In the sixth sense, sight, it is the sentient soul that works on the etheric body and flows into it, but strange to say, this effect partakes of the nature of thought. It represents a mental principle, and the thoughts constitute the subconscious element of the process. The sentient soul subconsciously bears within it what the consciousness soul then raises to consciousness as thought. What flows out of the eyes is a thinking in the sentient soul. Real thought substance streams out of the eyes from the sentient soul. This thought substance has far greater elasticity than the other substances that flow out when the sense of smell or of taste is active.

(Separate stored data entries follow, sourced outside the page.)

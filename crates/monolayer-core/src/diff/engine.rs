//! Schema diff computation engine.
//!
//! The core entry point is [`compute_diff`], which compares a declared
//! schema (already translated to physical identifiers) with the current
//! schema under a set of rename hints.

use crate::catalog::format_default;
use crate::diff::hints::{resolve_hints, RenameMap};
use crate::diff::model::{Difference, SchemaDiff};
use crate::errors::Result;
use crate::fingerprint::{canonical_text, constraint_name, index_name, primary_key_name};
use crate::model::{
    Check, Column, Constraint, ForeignKey, Index, Predicate, PrimaryKey, RenameHints, Schema,
    Table, Unique,
};

/// Compute the structured differences between current and declared schema.
///
/// Difference order is deterministic: declared tables in declaration order
/// (table rename, column renames, columns, primary key, uniques, checks,
/// foreign keys, indexes), then dropped tables in current order.
///
/// # Errors
///
/// - `StaleRenameHint` / `ConflictingRenameHint` when the hints disagree with
///   either schema
/// - `InvalidDefault` when a default cannot be formatted for comparison
pub fn compute_diff(declared: &Schema, current: &Schema, hints: &RenameHints) -> Result<SchemaDiff> {
    let map = resolve_hints(declared, current, hints)?;
    let mut out = Vec::new();

    for table in &declared.tables {
        match map.current_table(current, &table.name) {
            Some(existing) => diff_table(existing, table, &map, &mut out)?,
            None => created_table(table, &mut out),
        }
    }

    for table in &current.tables {
        let matched = map.is_renamed_away(&table.name)
            || (declared.has_table(&table.name) && map.previous_table(&table.name) == table.name);
        if !matched {
            out.push(Difference::TableDropped {
                table: table.clone(),
            });
        }
    }

    Ok(SchemaDiff { differences: out })
}

fn created_table(table: &Table, out: &mut Vec<Difference>) {
    let name = table.name.clone();
    out.push(Difference::TableCreated {
        table: table.clone(),
    });
    if let Some(pk) = &table.primary_key {
        out.push(Difference::PrimaryKeyAdded {
            table: name.clone(),
            primary_key: pk.clone(),
            existing_table: false,
        });
    }
    for unique in &table.uniques {
        out.push(Difference::UniqueAdded {
            table: name.clone(),
            unique: unique.clone(),
            existing_table: false,
        });
    }
    for check in &table.checks {
        out.push(Difference::CheckAdded {
            table: name.clone(),
            check: check.clone(),
            existing_table: false,
        });
    }
    for fk in &table.foreign_keys {
        out.push(Difference::ForeignKeyAdded {
            table: name.clone(),
            foreign_key: fk.clone(),
            existing_table: false,
        });
    }
    for index in &table.indexes {
        out.push(Difference::IndexAdded {
            table: name.clone(),
            index: index.clone(),
            existing_table: false,
        });
    }
}

fn diff_table(
    current: &Table,
    declared: &Table,
    map: &RenameMap,
    out: &mut Vec<Difference>,
) -> Result<()> {
    if current.name != declared.name {
        out.push(Difference::TableRenamed {
            from: current.name.clone(),
            to: declared.name.clone(),
        });
    }

    diff_columns(current, declared, map, out)?;

    let mapper = ContentMapper {
        map,
        table: &declared.name,
    };
    diff_primary_key(current, declared, &mapper, out);
    diff_uniques(current, declared, &mapper, out);
    diff_checks(current, declared, out);
    diff_foreign_keys(current, declared, &mapper, out);
    diff_indexes(current, declared, &mapper, out);
    Ok(())
}

fn diff_columns(
    current: &Table,
    declared: &Table,
    map: &RenameMap,
    out: &mut Vec<Difference>,
) -> Result<()> {
    let table = &declared.name;

    if let Some(renames) = map.column_renames(table) {
        for column in &declared.columns {
            if let Some(from) = renames.get(&column.name) {
                out.push(Difference::ColumnRenamed {
                    table: table.clone(),
                    from: from.clone(),
                    to: column.name.clone(),
                });
            }
        }
    }

    for column in &declared.columns {
        let previous = map.previous_column(table, &column.name);
        let existing = if previous == column.name && map.is_column_renamed_away(table, previous) {
            None
        } else {
            current.find_column(previous)
        };
        match existing {
            Some(existing) => diff_column(current, declared, existing, column, out)?,
            None => out.push(Difference::ColumnAdded {
                table: table.clone(),
                column: column.clone(),
            }),
        }
    }

    for column in &current.columns {
        let declared_name = map.declared_column(table, &column.name);
        let kept = declared.has_column(&declared_name)
            && (declared_name != column.name || !map.is_column_renamed_away(table, &column.name));
        if !kept {
            out.push(Difference::ColumnDropped {
                table: table.clone(),
                column: column.clone(),
            });
        }
    }
    Ok(())
}

fn diff_column(
    current_table: &Table,
    declared_table: &Table,
    current: &Column,
    declared: &Column,
    out: &mut Vec<Difference>,
) -> Result<()> {
    let table = &declared_table.name;
    let column = &declared.name;

    if current.data_type.type_name() != declared.data_type.type_name() {
        out.push(Difference::ColumnRetyped {
            table: table.clone(),
            column: column.clone(),
            from: current.data_type.clone(),
            to: declared.data_type.clone(),
        });
    }

    let current_in_pk = current_table.in_primary_key(&current.name);
    let declared_in_pk = declared_table.in_primary_key(&declared.name);
    let current_not_null = current.effective_not_null(current_in_pk);
    let declared_not_null = declared.effective_not_null(declared_in_pk);

    // Identity requires a not-null column
    let sets_not_null =
        current.identity.is_none() && declared.identity.is_some() && !current_not_null;
    if current.identity != declared.identity {
        out.push(Difference::ColumnIdentityChanged {
            table: table.clone(),
            column: column.clone(),
            from: current.identity,
            to: declared.identity,
            sets_not_null,
        });
    }

    let from = format_default(&current_table.name, current)?;
    let to = format_default(table, declared)?;
    if from != to {
        out.push(Difference::ColumnDefaultChanged {
            table: table.clone(),
            column: column.clone(),
            from,
            to,
        });
    }

    if current_not_null != declared_not_null && !sets_not_null {
        out.push(Difference::ColumnNullabilityChanged {
            table: table.clone(),
            column: column.clone(),
            not_null: declared_not_null,
            implied_by_primary_key: !declared_not_null && current_in_pk && !declared_in_pk,
        });
    }
    Ok(())
}

/// Maps current object content into declared names through the renames
struct ContentMapper<'a> {
    map: &'a RenameMap,
    /// Declared name of the owning table
    table: &'a str,
}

It can reach out much farther toward its objects — indeed, it is a fact that something of an astral substance streams forth from men to far distant objects, unchecked until some other astral element offers resistance.
The scientific explanation that in seeing, ether waves enter the eye and the latter then projects the image outward, can mean nothing to sound thinking. Somebody would have to be inside to work the projecting business, wouldn't he? What a horribly superstitious notion, this “Something that busily projects!” When in trouble, science, so proud of its “naturalism,” does not disdain the assistance of that “imagination” it professes to scorn.

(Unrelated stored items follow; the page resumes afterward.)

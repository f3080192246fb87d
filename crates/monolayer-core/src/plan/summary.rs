//! Human-readable summary renderer for changesets.

use std::collections::BTreeMap;

use super::changeset::Changeset;
use super::warning::{Warning, WarningKind};

/// Render a Markdown summary of a [`Changeset`].
///
/// The summary is intended for operator review before execution. It is
/// informational only and does not affect the structured changeset.
pub fn render_summary(changeset: &Changeset) -> String {
    let mut out = String::new();

    out.push_str("## Changeset\n\n");
    out.push_str(&format!(
        "**Schema**: {}  \n**Operations**: {}\n\n",
        changeset.schema,
        changeset.len()
    ));

    if changeset.is_empty() {
        out.push_str("_No changes detected._\n");
        return out;
    }

    out.push_str("### Operations\n\n");
    out.push_str("| # | Priority | Operation | Table | Up | Down |\n");
    out.push_str("|---|---|---|---|---|---|\n");
    for (i, op) in changeset.operations.iter().enumerate() {
        let table = if op.table_name == op.current_table_name {
            format!("`{}`", op.table_name)
        } else {
            format!("`{}` → `{}`", op.table_name, op.current_table_name)
        };
        out.push_str(&format!(
            "| {} | {} | {} | {} | {} | {} |\n",
            i + 1,
            op.priority,
            op.kind,
            table,
            op.up.len(),
            op.down.len()
        ));
    }
    out.push('\n');

    let mut grouped: BTreeMap<WarningKind, Vec<&Warning>> = BTreeMap::new();
    for warning in changeset.warnings() {
        grouped.entry(warning.kind()).or_default().push(warning);
    }
    if !grouped.is_empty() {
        out.push_str("### Warnings\n\n");
        for (kind, warnings) in &grouped {
            out.push_str(&format!("- **{}** ({})\n", kind, warnings.len()));
            for warning in warnings {
                out.push_str(&format!("  - `{}`: {}\n", warning.code(), warning));
            }
        }
        out.push('\n');
    }

    out
}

It is something astral, then, thought substance, that flows toward the object. An astral element leaves the body, streams toward the object, and continues onward until opposed by another astral element. The conflict between these two astral elements engenders color, which we sense as pertaining to objects. Actually, the genesis of color occurs at the boundary of objects, where the astral element emanating from the human being collides with that of the object. Color comes into being where the inner and the outer astral elements meet.
Here spiritual science leads us to a strange phenomenon. We learned that really a kind of thinking resides in the sentient soul, but that its first appearance is in the intellectual soul and that it only becomes conscious in the consciousness soul. In the sentient soul it is subconscious. Now, when we look at an object with both eyes, we have two impressions that in the first instance do not reach our consciousness, although they originate in an unconscious thought process. Two mental efforts must be made, because we have two eyes. If we are to become conscious of these mental efforts, however, we must travel from the sentient soul by way of the mental soul to the consciousness soul. This path can be readily visualized by means of a simple analogy from the sense world. We have two hands and we feel each one individually, but if we wish this feeling to become conscious, that each hand should feel the other, they must touch each other, cross. If the impressions gained in the sentient soul through mental effort are to enter our consciousness, they must cross. In that way you feel your own hand; you render conscious what you ordinarily do not feel. Just as you must touch an external object to become conscious of it, so contact is here necessary if objects are to enter our consciousness. That is also the reason why the two optic nerves in the physical brain are crossed. Through this crossing, an effort made subconsciously in the sentient soul is raised into the consciousness soul; one effort can be sensed by means of the other. That is an illustration of the way anthroposophy teaches us to know the human being down to the most intricate anatomical details.